EGPA is a multisystem necrotizing vasculitis characterized by asthma, peripheral eosinophilia, and organ involvement, in which interleukin-5 (IL-5) plays a central pathogenic role. IL-5 drives eosinophil proliferation, maturation, activation, and survival. Elevated IL-5 levels are consistently observed in patients with active EGPA, supporting therapeutic targeting of the IL-5 axis. Biologic agents directed against this pathway, including mepolizumab, reslizumab, and benralizumab, are under active investigation, with mepolizumab currently the most extensively studied in EGPA. Mepolizumab is a humanized monoclonal antibody against IL-5 that neutralizes circulating IL-5, thereby inhibiting eosinophil maturation in the bone marrow and reducing circulating and tissue eosinophil counts.

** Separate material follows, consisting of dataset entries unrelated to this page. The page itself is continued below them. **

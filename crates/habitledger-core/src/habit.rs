//! Habit and bad-habit registry types.
//!
//! Habits are trackable activities with a daily unit goal; bad habits are
//! activities to suppress, penalizing the day's effective score when tapped.
//! Both are soft-deleted via archiving so historical events stay meaningful.

use chrono::NaiveDate;
use serde::{Deserialize, Serialize};
use uuid::Uuid;

/// Highest count a single tap may log.
pub const MAX_TAP_INCREMENT: u32 = 500;

/// A trackable activity with a daily unit goal.
#[derive(Debug, Clone, Serialize, Deserialize)]
pub struct Habit {
    /// Unique identifier
    pub id: String,
    /// Display name
    pub name: String,
    /// Units required for a completed day (at least 1)
    pub daily_goal: u32,
    /// Units logged per tap (1..=500)
    pub tap_increment: u32,
    /// Archived habits are excluded from aggregates and penalty sharing;
    /// their events are retained.
    pub is_archived: bool,
    /// Day the habit was created; it does not appear in earlier days.
    pub created_at: NaiveDate,
}

impl Habit {
    /// Create a habit with a fresh id. Goal and increment are clamped into
    /// their valid ranges rather than rejected.
    pub fn new(name: impl Into<String>, daily_goal: u32, tap_increment: u32, created_at: NaiveDate) -> Self {
        Self {
            id: Uuid::new_v4().to_string(),
            name: name.into(),
            daily_goal: daily_goal.max(1),
            tap_increment: tap_increment.clamp(1, MAX_TAP_INCREMENT),
            is_archived: false,
            created_at,
        }
    }

    /// Whether the habit counts toward aggregates on the given date.
    pub fn is_active_on(&self, date: NaiveDate) -> bool {
        !self.is_archived && self.created_at <= date
    }
}

/// A trackable activity to reduce. Each active tap against it subtracts a
/// frozen share of units from the day's effective total.
#[derive(Debug, Clone, Serialize, Deserialize)]
pub struct BadHabit {
    /// Unique identifier
    pub id: String,
    /// Display name
    pub name: String,
    /// Archived bad habits can no longer be tapped; past taps keep counting.
    pub is_archived: bool,
    /// Day the bad habit was created.
    pub created_at: NaiveDate,
}

impl BadHabit {
    /// Create a bad habit with a fresh id.
    pub fn new(name: impl Into<String>, created_at: NaiveDate) -> Self {
        Self {
            id: Uuid::new_v4().to_string(),
            name: name.into(),
            is_archived: false,
            created_at,
        }
    }
}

The 2-year prospective observational cohort study enrolled patients with uncontrolled severe eosinophilic asthma and refractory EGPA who had been receiving systemic corticosteroids at a dose of at least 7.5 mg/day of prednisolone, with or without additional immunosuppressive therapy, for a minimum of six months. Participants were treated with mepolizumab 100 mg administered subcutaneously every four weeks for one year, followed by an additional year of observation after treatment cessation to evaluate durability of response. Serial blood samples were collected before, during, and after therapy to establish a longitudinal EGPA cohort and to assess immunologic and clinical parameters over time.
Three patients with EGPA completed all 16 study visits across the two-year study period. After one year of monthly mepolizumab at the 100 mg dose, all three patients were able to reduce their maintenance systemic corticosteroid dose. Two patients achieved complete discontinuation of systemic steroids and met criteria for EGPA remission during the treatment phase. Importantly, remission in these two patients was maintained throughout the subsequent one-year follow-up after discontinuation of mepolizumab, suggesting sustained disease control beyond active biologic therapy.

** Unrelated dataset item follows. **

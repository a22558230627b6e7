pub mod output;
pub mod summary;

pub use output::{write_history_csv, write_report_json, write_schedule_csv};
pub use summary::{DayRow, PlanSummary, SlotShare, budget_split, day_rows};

Although complete remission was not achieved in all participants, low-dose mepolizumab was associated with a clinically meaningful steroid-sparing effect in severe refractory EGPA. The persistence of remission after treatment withdrawal in responders raises the possibility that even the lower asthma-approved dose of 100 mg may induce durable immunologic modulation in selected patients.
These findings contribute to the evolving evidence base supporting IL-5–targeted therapy in EGPA and highlight the potential role of lower-dose regimens in carefully selected patients, particularly where long-term steroid toxicity remains a major concern. Larger controlled studies will be required to confirm durability, identify predictors of sustained remission, and define optimal dosing strategies in EGPA.
References
- Kim MA, Lee JH, Kim EK, Kim JH, Park J, Lee SH, Kim TB. Effectiveness of low-dose mepolizumab in refractory eosinophilic granulomatosis with polyangiitis: systemic steroid use and remission. Korean J Intern Med. 2026 Jan;41(1):163-174.
- Bettiol A, Urban ML, Dagna L, Cottin V, Franceschini F, Del Giacco S, et al. Mepolizumab for eosinophilic granulomatosis with polyangiitis: a European multicenter observational study. Arthritis Rheumatol. 2022;74(2):295–306.
- Faverio P, Bonaiti G, Bini F, Vaghi A, Pesci A. Mepolizumab as the first targeted treatment for eosinophilic granulomatosis with polyangiitis: a review of current evidence and potential place in therapy. Ther Clin Risk Manag. 2018 Dec 7;14:2385-2396.